TASK STATEMENT -> Could you copy every entry exactly, with nothing changed?

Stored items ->
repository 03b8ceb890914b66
use thiserror::Error;

#[derive(Debug, Error)]
pub enum AppError {
    #[error("failed to initialize logging: {0}")]
    LoggingInit(String),
    #[error("invalid configuration: {0}")]
    Config(String),
    #[error("failed to initialize database: {0}")]
    DatabaseInit(String),
    #[error("runtime failure: {0}")]
    Runtime(String),
}

impl AppError {
    pub fn logging_init<E: std::fmt::Display>(error: E) -> Self {
        Self::LoggingInit(error.to_string())
    }

    pub fn config<E: std::fmt::Display>(error: E) -> Self {
        Self::Config(error.to_string())
    }

    pub fn database_init<E: std::fmt::Display>(error: E) -> Self {
        Self::DatabaseInit(error.to_string())
    }

    pub fn runtime<E: std::fmt::Display>(error: E) -> Self {
        Self::Runtime(error.to_string())
    }
}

TASK SOLUTION ->
repository 03b8ceb890914b66
use thiserror::Error;

#[derive(Debug, Error)]
pub enum AppError {
    #[error("failed to initialize logging: {0}")]
    LoggingInit(String),
    #[error("invalid configuration: {0}")]
    Config(String),
    #[error("failed to initialize database: {0}")]
    DatabaseInit(String),
    #[error("runtime failure: {0}")]
    Runtime(String),
}

impl AppError {
    pub fn logging_init<E: std::fmt::Display>(error: E) -> Self {
        Self::LoggingInit(error.to_string())
    }

    pub fn config<E: std::fmt::Display>(error: E) -> Self {
        Self::Config(error.to_string())
    }

    pub fn database_init<E: std::fmt::Display>(error: E) -> Self {
        Self::DatabaseInit(error.to_string())
    }

    pub fn runtime<E: std::fmt::Display>(error: E) -> Self {
        Self::Runtime(error.to_string())
    }
}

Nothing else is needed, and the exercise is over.